This spring, my organization Adventurers and Scientists for Conservation has been honored to work with Emilie Lee, a classically trained painter working in the tradition of the Hudson River School. Although she is based in New York, Emilie is no city slicker. She grew up in Vermont and cut her teeth rock climbing across the Western U.S.
Emilie spent the last month living on the American Prairie Reserve, studying the nuances of this magnificent part of north-central Montana and preparing for an artist’s residency this fall where she’ll create a series of larger pieces. During her time on the Reserve, she hiked many miles with our Landmark wildlife research crew, in particular waking at 3 a.m. to research sage grouse during their lekking season.
Here, you can see some of Emilie’s work, and also read excerpts from a story she wrote for ASC (read the full story on the ASC Field Notes blog).
It’s 5 a.m., and I’m crammed in the back of a car with six strangers, rattling down a dirt road as we race to beat the sunrise. Sleep has overtaken me by the time we reach our destination, but I snap out of it when we step into the chilly air. The night sky is lifting, and a pale light illuminates the endless expanse of rolling grasslands that greet me.
It’s my first morning on the American Prairie Reserve, and I feel disoriented, but Elaine and Tim—the pair of Landmark wildlife researchers I’m following—consult their GPS and strike out with confidence, striding through the prickly sage brush and cactus. I hustle to keep up, as we have three miles to go, and we can’t be late for the big performance. As we hike, I notice patterns in the grass, a twisting rhythm that brings to mind flowing water. Further on, I see the abstract beauty of a singular cloud taking shape in the morning light and try to sear the vision in my memory.

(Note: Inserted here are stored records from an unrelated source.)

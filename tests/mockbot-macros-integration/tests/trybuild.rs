//! trybuild compile-time tests for mockbot_macros

#[test]
fn trybuild_mockbot_macros() {
    let t = trybuild::TestCases::new();
    t.pass("tests/trybuild/mockable_ok.rs");
    t.pass("tests/trybuild/injectable_ok.rs");
}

I am an artist, not a scientist, and I’m observing my surroundings in terms of color, line, and form. I’m aware that my scientist companions have a different perspective, so I wrack my brain for questions. What is this plant? What bird makes that call? Why is the land shaped like this? Why are there cactus growing here?

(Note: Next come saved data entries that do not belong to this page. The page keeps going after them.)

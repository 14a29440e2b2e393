//! 自动模拟内核的解析与验证场景


use common::*;
use mockbot::{AutoMockKernel, DependencyError, MockBehavior, MockError, ProviderKind};
use std::panic::{catch_unwind, AssertUnwindSafe};
use std::sync::atomic::{AtomicUsize, Ordering};
use std::sync::Arc;

#[test]
fn test_loose_mock_returns_defaults() -> anyhow::Result<()> {
    let kernel = AutoMockKernel::new();

    let counter = kernel.get::<dyn ICounter>()?;
    assert_eq!(counter.next(), 0);
    assert_eq!(counter.label(), "");

    kernel.get::<dyn IServiceA>()?.run_a();
    kernel.dispose()?;
    Ok(())
}

#[test]
fn test_strict_mock_rejects_unconfigured_calls() -> anyhow::Result<()> {
    let kernel = AutoMockKernel::with_behavior(MockBehavior::Strict);
    let a = kernel.get::<dyn IServiceA>()?;

    let payload = catch_unwind(AssertUnwindSafe(|| a.run_a())).unwrap_err();
    let error = payload.downcast::<MockError>().unwrap();
    assert!(matches!(
        *error,
        MockError::UnexpectedCall { ref interface, ref method }
            if interface == "IServiceA" && method == "run_a"
    ));

    kernel.dispose()?;
    Ok(())
}

#[test]
fn test_strict_mock_accepts_configured_calls() -> anyhow::Result<()> {
    let kernel = AutoMockKernel::with_behavior(MockBehavior::Strict);
    kernel.mock::<dyn IServiceA>().setup("run_a");
    kernel
        .mock::<dyn IServiceB>()
        .setup("run_b")
        .callback(|| {});

    let controller = kernel.get::<Controller>()?;
    controller.run_both();
    kernel.dispose()?;
    Ok(())
}

#[test]
fn test_stub_is_loose_on_strict_kernel() -> anyhow::Result<()> {
    let kernel = AutoMockKernel::with_behavior(MockBehavior::Strict);
    let counter = kernel.stub::<dyn ICounter>();
    assert_eq!(counter.behavior(), MockBehavior::Loose);
    assert_eq!(kernel.get::<dyn ICounter>()?.next(), 0);
    kernel.dispose()?;
    Ok(())
}

#[test]
fn test_verify_names_unmet_expectation() {
    let kernel = AutoMockKernel::new();
    kernel.mock::<dyn IServiceA>().setup("run_a").verifiable();
    kernel.mock::<dyn IServiceB>().setup("run_b").verifiable();

    let controller = kernel.get::<Controller>().unwrap();
    controller.run_a_only();

    let error = kernel.verify().unwrap_err();
    let unmet = error.unmet_expectations();
    assert_eq!(unmet.len(), 1);
    assert_eq!(unmet[0].interface, "IServiceB");
    assert_eq!(unmet[0].method, "run_b");
    assert!(error.to_string().contains("IServiceB::run_b"));

    // 验证不改变状态，补上调用后再次验证即可通过
    controller.run_both();
    assert!(kernel.verify().is_ok());
    assert!(kernel.dispose().is_ok());
}

#[test]
fn test_verify_succeeds_when_every_expectation_is_met() -> anyhow::Result<()> {
    let kernel = AutoMockKernel::new();
    kernel.mock::<dyn IServiceA>().setup("run_a").verifiable();
    kernel.mock::<dyn IServiceB>().setup("run_b").verifiable();

    kernel.get::<Controller>()?.run_both();
    kernel.verify()?;
    kernel.dispose()?;
    Ok(())
}

#[test]
fn test_verify_all_includes_non_verifiable_setups() -> anyhow::Result<()> {
    let kernel = AutoMockKernel::new();
    kernel.mock::<dyn IServiceA>().setup("run_a");

    assert!(kernel.verify().is_ok());
    let error = kernel.verify_all().unwrap_err();
    assert_eq!(error.unmet_expectations()[0].method, "run_a");

    kernel.dispose()?;
    Ok(())
}

#[test]
fn test_unbound_interface_resolves_to_fresh_mocks() -> anyhow::Result<()> {
    let kernel = AutoMockKernel::new();

    let first = kernel.get::<dyn IServiceA>()?;
    let second = kernel.get::<dyn IServiceA>()?;

    assert!(kernel.is_mock(&first));
    assert!(kernel.is_mock(&second));
    assert!(!Arc::ptr_eq(&first, &second));
    assert_eq!(kernel.repository().created(), 2);

    kernel.dispose()?;
    Ok(())
}

#[test]
fn test_explicit_binding_wins_over_fallback() -> anyhow::Result<()> {
    let kernel = AutoMockKernel::new();
    kernel.bind::<dyn IServiceA>().to::<ServiceA>();

    let a = kernel.get::<dyn IServiceA>()?;
    assert!(!kernel.is_mock(&a));
    assert!(kernel.mock_of(&a).is_none());
    assert_eq!(kernel.repository().created(), 0);

    kernel.dispose()?;
    Ok(())
}

#[test]
fn test_method_binding_resolves_dependencies_through_kernel() -> anyhow::Result<()> {
    let kernel = AutoMockKernel::new();
    kernel.bind::<dyn IServiceA>().to_method(|ctx| {
        let service: Arc<dyn IServiceA> = Arc::new(ChainedServiceA {
            b: ctx.get::<dyn IServiceB>()?,
        });
        Ok(service)
    });

    let a = kernel.get::<dyn IServiceA>()?;
    assert!(!kernel.is_mock(&a));
    a.run_a();

    let diagnostics = kernel.diagnostics();
    assert_eq!(
        diagnostics.binding("IServiceA").unwrap().provider,
        ProviderKind::Method.as_str()
    );
    assert_eq!(
        diagnostics.binding("IServiceB").unwrap().provider,
        ProviderKind::Mock.as_str()
    );

    kernel.dispose()?;
    Ok(())
}

#[test]
fn test_registered_mock_is_returned_by_get() -> anyhow::Result<()> {
    let kernel = AutoMockKernel::new();
    let mock = kernel.mock::<dyn ICounter>();
    mock.setup("next").returns(5u32);
    mock.setup("label").returns("primary".to_string());

    let counter = kernel.get::<dyn ICounter>()?;
    assert!(Arc::ptr_eq(&counter, &mock.object()));
    assert_eq!(counter.next(), 5);
    assert_eq!(counter.label(), "primary");
    assert_eq!(mock.invocations("next"), 1);

    kernel.dispose()?;
    Ok(())
}

#[test]
fn test_mock_registration_replaces_implicit_binding() -> anyhow::Result<()> {
    let kernel = AutoMockKernel::new();
    let implicit = kernel.get::<dyn ICounter>()?;

    let mock = kernel.mock::<dyn ICounter>();
    let registered = kernel.get::<dyn ICounter>()?;
    assert!(!Arc::ptr_eq(&implicit, &registered));
    assert!(Arc::ptr_eq(&registered, &mock.object()));
    assert!(!kernel.diagnostics().binding("ICounter").unwrap().implicit);

    kernel.dispose()?;
    Ok(())
}

#[test]
fn test_computed_returns_and_callbacks() -> anyhow::Result<()> {
    let kernel = AutoMockKernel::new();
    let calls = Arc::new(AtomicUsize::new(0));

    let seen = calls.clone();
    let mock = kernel.mock::<dyn ICounter>();
    mock.setup("next")
        .callback(move || {
            seen.fetch_add(1, Ordering::SeqCst);
        })
        .returns_with(|| 9u32);

    let reporter = kernel.get::<Reporter>()?;
    assert_eq!(reporter.counter.next(), 9);
    assert_eq!(reporter.counter.next(), 9);
    assert_eq!(calls.load(Ordering::SeqCst), 2);

    kernel.dispose()?;
    Ok(())
}

#[test]
fn test_concrete_component_is_activated_with_mocked_dependencies() -> anyhow::Result<()> {
    let kernel = AutoMockKernel::new();

    let reporter = kernel.get::<Reporter>()?;
    assert!(kernel.is_mock(&reporter.counter));
    assert!(reporter.fallback.is_none());
    assert_eq!(reporter.reports, 0);

    let top = kernel.get::<Top>()?;
    assert!(kernel.is_mock(&top.0.0.0));

    kernel.dispose()?;
    Ok(())
}

#[test]
fn test_value_types_cannot_be_mocked() {
    let kernel = AutoMockKernel::new();

    let error = kernel.get::<u32>().unwrap_err();
    match error {
        DependencyError::MockCreationFailed { type_name, source } => {
            assert_eq!(type_name, "u32");
            assert!(matches!(source, MockError::Unmockable { .. }));
        }
        other => panic!("unexpected error: {other}"),
    }

    let error = kernel.get::<String>().unwrap_err();
    assert!(matches!(error, DependencyError::MockCreationFailed { .. }));
    assert!(kernel.dispose().is_ok());
}

#[test]
fn test_circular_dependency_is_reported() {
    let kernel = AutoMockKernel::new();

    let error = kernel.get::<Ouroboros>().unwrap_err();
    match error {
        DependencyError::CircularDependency { dependency_chain } => {
            assert_eq!(dependency_chain, "Ouroboros -> Ouroboros");
        }
        other => panic!("unexpected error: {other}"),
    }
    assert!(kernel.dispose().is_ok());
}

#[test]
fn test_optional_self_reference_still_reports_cycle() {
    let kernel = AutoMockKernel::new();

    let error = kernel.get::<Loop>().err().unwrap();
    match error {
        DependencyError::CircularDependency { dependency_chain } => {
            assert_eq!(dependency_chain, "Loop -> Loop");
        }
        other => panic!("unexpected error: {other}"),
    }
    assert!(kernel.dispose().is_ok());
}

#[test]
fn test_late_setup_on_implicit_mock() -> anyhow::Result<()> {
    let kernel = AutoMockKernel::new();
    let controller = kernel.get::<Controller>()?;

    let b = kernel.mock_of(&controller.b).unwrap();
    b.setup("run_b").verifiable();
    assert!(kernel.verify().is_err());

    controller.run_both();
    kernel.dispose()?;
    Ok(())
}
//! 组件解析器抽象接口
//!
//! 提供递归依赖解析和循环依赖检测的能力

use crate::container::ContainerConfig;
use crate::factory::Instance;
use crate::service::{Service, TypeDescriptor};
use mockbot_common::{DependencyError, TypeInfo};
use std::sync::Arc;

/// 解析器 trait
///
/// 由容器实现，按类型描述产出实例
pub trait Resolver: Send + Sync {
    /// 解析指定描述的类型
    fn resolve_descriptor(
        &self,
        descriptor: &TypeDescriptor,
        ctx: &mut ResolveContext<'_>,
    ) -> Result<Instance, DependencyError>;
}

/// 解析上下文
///
/// 在一次顶层请求内贯穿所有递归解析
pub struct ResolveContext<'a> {
    resolver: &'a dyn Resolver,
    /// 当前解析链，用于检测循环依赖
    resolution_chain: Vec<TypeInfo>,
    /// 解析选项
    options: ResolveOptions,
}

impl<'a> ResolveContext<'a> {
    /// 创建新的解析上下文
    pub fn new(resolver: &'a dyn Resolver, options: ResolveOptions) -> Self {
        Self {
            resolver,
            resolution_chain: Vec::new(),
            options,
        }
    }

    /// 解析服务
    pub fn get<T>(&mut self) -> Result<Arc<T>, DependencyError>
    where
        T: Service + ?Sized,
    {
        let descriptor = T::descriptor();
        let instance = self.resolve(&descriptor)?;
        instance
            .downcast::<T>()
            .ok_or_else(|| DependencyError::TypeMismatch {
                expected: descriptor.info.module_path.clone(),
            })
    }

    /// 解析可选服务，无法提供的类型得到 `None`，其余错误照常返回
    pub fn get_optional<T>(&mut self) -> Result<Option<Arc<T>>, DependencyError>
    where
        T: Service + ?Sized,
    {
        match self.get::<T>() {
            Ok(service) => Ok(Some(service)),
            Err(e) if e.is_unavailable() => Ok(None),
            Err(e) => Err(e),
        }
    }

    /// 按描述解析，返回类型擦除的实例
    pub fn resolve(&mut self, descriptor: &TypeDescriptor) -> Result<Instance, DependencyError> {
        self.push_type(&descriptor.info)?;
        let resolver = self.resolver;
        let result = resolver.resolve_descriptor(descriptor, self);
        self.pop_type();
        result
    }

    /// 添加类型到解析链
    pub fn push_type(&mut self, info: &TypeInfo) -> Result<(), DependencyError> {
        if self.options.detect_circular_dependencies
            && self.resolution_chain.iter().any(|t| t.id == info.id)
        {
            let chain = self
                .resolution_chain
                .iter()
                .map(|t| t.name.as_str())
                .chain(std::iter::once(info.name.as_str()))
                .collect::<Vec<_>>()
                .join(" -> ");
            return Err(DependencyError::CircularDependency {
                dependency_chain: chain,
            });
        }

        if self.resolution_chain.len() >= self.options.max_depth {
            return Err(DependencyError::MaxDepthExceeded {
                type_name: info.name.clone(),
                max_depth: self.options.max_depth,
            });
        }

        self.resolution_chain.push(info.clone());
        Ok(())
    }

    /// 从解析链中移除类型
    pub fn pop_type(&mut self) {
        self.resolution_chain.pop();
    }

    /// 当前解析深度
    pub fn depth(&self) -> usize {
        self.resolution_chain.len()
    }

    /// 当前解析链
    pub fn resolution_chain(&self) -> &[TypeInfo] {
        &self.resolution_chain
    }
}

/// 解析选项
#[derive(Debug, Clone)]
pub struct ResolveOptions {
    /// 是否检测循环依赖
    pub detect_circular_dependencies: bool,
    /// 最大递归深度
    pub max_depth: usize,
}

impl Default for ResolveOptions {
    fn default() -> Self {
        Self::from(&ContainerConfig::default())
    }
}

impl From<&ContainerConfig> for ResolveOptions {
    fn from(config: &ContainerConfig) -> Self {
        Self {
            detect_circular_dependencies: config.enable_circular_dependency_detection,
            max_depth: config.max_resolution_depth,
        }
    }
}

I’m hungry for information on my first prairie hike, and my hope is that this time spent shadowing the ASC Landmark crew will give me new insight into the land I will be painting.The gumbo evening primrose is named for its namesake mud. (Painting by Emilie Lee)
We move cautiously, listening and checking through our binoculars, until we hear the sounds of corks popping—the party is not far away. That sound, I’m told, is the mating call of the greater sage grouse.

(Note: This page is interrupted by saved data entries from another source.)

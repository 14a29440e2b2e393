//! 日志初始化

use mockbot_common::{ConfigError, ConfigResult};
use once_cell::sync::OnceCell;
use serde::{Deserialize, Serialize};
use tracing::info;
use tracing_subscriber::EnvFilter;

static LOGGING: OnceCell<()> = OnceCell::new();

/// 日志配置
#[derive(Debug, Clone, PartialEq, Eq, Serialize, Deserialize)]
#[serde(default)]
pub struct LoggingConfig {
    /// 日志级别或过滤指令，`RUST_LOG` 优先
    pub level: String,
    /// 是否显示目标
    pub show_target: bool,
    /// 是否显示线程ID
    pub show_thread_ids: bool,
    /// 是否显示文件名
    pub show_file: bool,
    /// 是否显示行号
    pub show_line_number: bool,
    /// 是否使用 JSON 格式
    pub json_format: bool,
    /// 是否输出到测试框架捕获的标准输出
    pub test_writer: bool,
}

impl Default for LoggingConfig {
    fn default() -> Self {
        Self {
            level: "info".to_string(),
            show_target: true,
            show_thread_ids: false,
            show_file: false,
            show_line_number: false,
            json_format: false,
            test_writer: false,
        }
    }
}

impl LoggingConfig {
    /// 创建开发环境日志配置
    pub fn development() -> Self {
        Self {
            level: "debug".to_string(),
            show_target: true,
            show_thread_ids: true,
            show_file: true,
            show_line_number: true,
            json_format: false,
            test_writer: false,
        }
    }

    /// 创建测试环境日志配置
    pub fn test() -> Self {
        Self {
            level: "debug".to_string(),
            test_writer: true,
            ..Self::default()
        }
    }
}

/// 初始化全局日志订阅者
///
/// 进程内只会安装一次，之后的调用直接返回成功
pub fn init_logging(config: &LoggingConfig) -> ConfigResult<()> {
    LOGGING.get_or_try_init(|| install(config)).map(|_| ())
}

fn install(config: &LoggingConfig) -> ConfigResult<()> {
    let filter = EnvFilter::try_from_default_env()
        .or_else(|_| EnvFilter::try_new(&config.level))
        .map_err(|e| ConfigError::LoggingInitFailed {
            message: format!("无效的日志级别 {}: {}", config.level, e),
        })?;

    let subscriber = tracing_subscriber::fmt()
        .with_env_filter(filter)
        .with_target(config.show_target)
        .with_thread_ids(config.show_thread_ids)
        .with_file(config.show_file)
        .with_line_number(config.show_line_number);

    match (config.json_format, config.test_writer) {
        (true, true) => subscriber.json().with_test_writer().try_init(),
        (true, false) => subscriber.json().try_init(),
        (false, true) => subscriber.with_test_writer().try_init(),
        (false, false) => subscriber.try_init(),
    }
    .map_err(|e| ConfigError::LoggingInitFailed {
        message: e.to_string(),
    })?;

    info!("日志系统初始化完成");
    Ok(())
}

As we approach the crest of a hill, I see them—as big as turkeys, their white chests catching the light as they strut with importance on a barren patch of ground. We count 30 males, and I suddenly have a lot of questions about this unusual sight. I learn these birds return to the same place each year and perform this ritual at sunrise during March and April. The females poke around nearby acting uninterested, while the males go to great lengths inflating themselves to absurd proportions and spreading their tail feathers in a dramatic display.
I’m impressed by the number of birds we see, but I’m told that according to recent data, the natural habitat of the sage grouse is disappearing quickly. The data Tim and Elaine collect will contribute to an ongoing study of sage grouse populations and help conservationists fight for their protection.
After my first three days with the Landmark crew, I’d hiked 24 miles and seen a wide variety of ecosystems and topography that exist across this region. Learning about the ecology has helped me realize that the shapes, lines and colors I’m painting are a result of wildlife, humans, and plants evolving together over millennia.
I hope to come away from this month with a deeper understanding of what makes the prairie so special and how we can help protect it.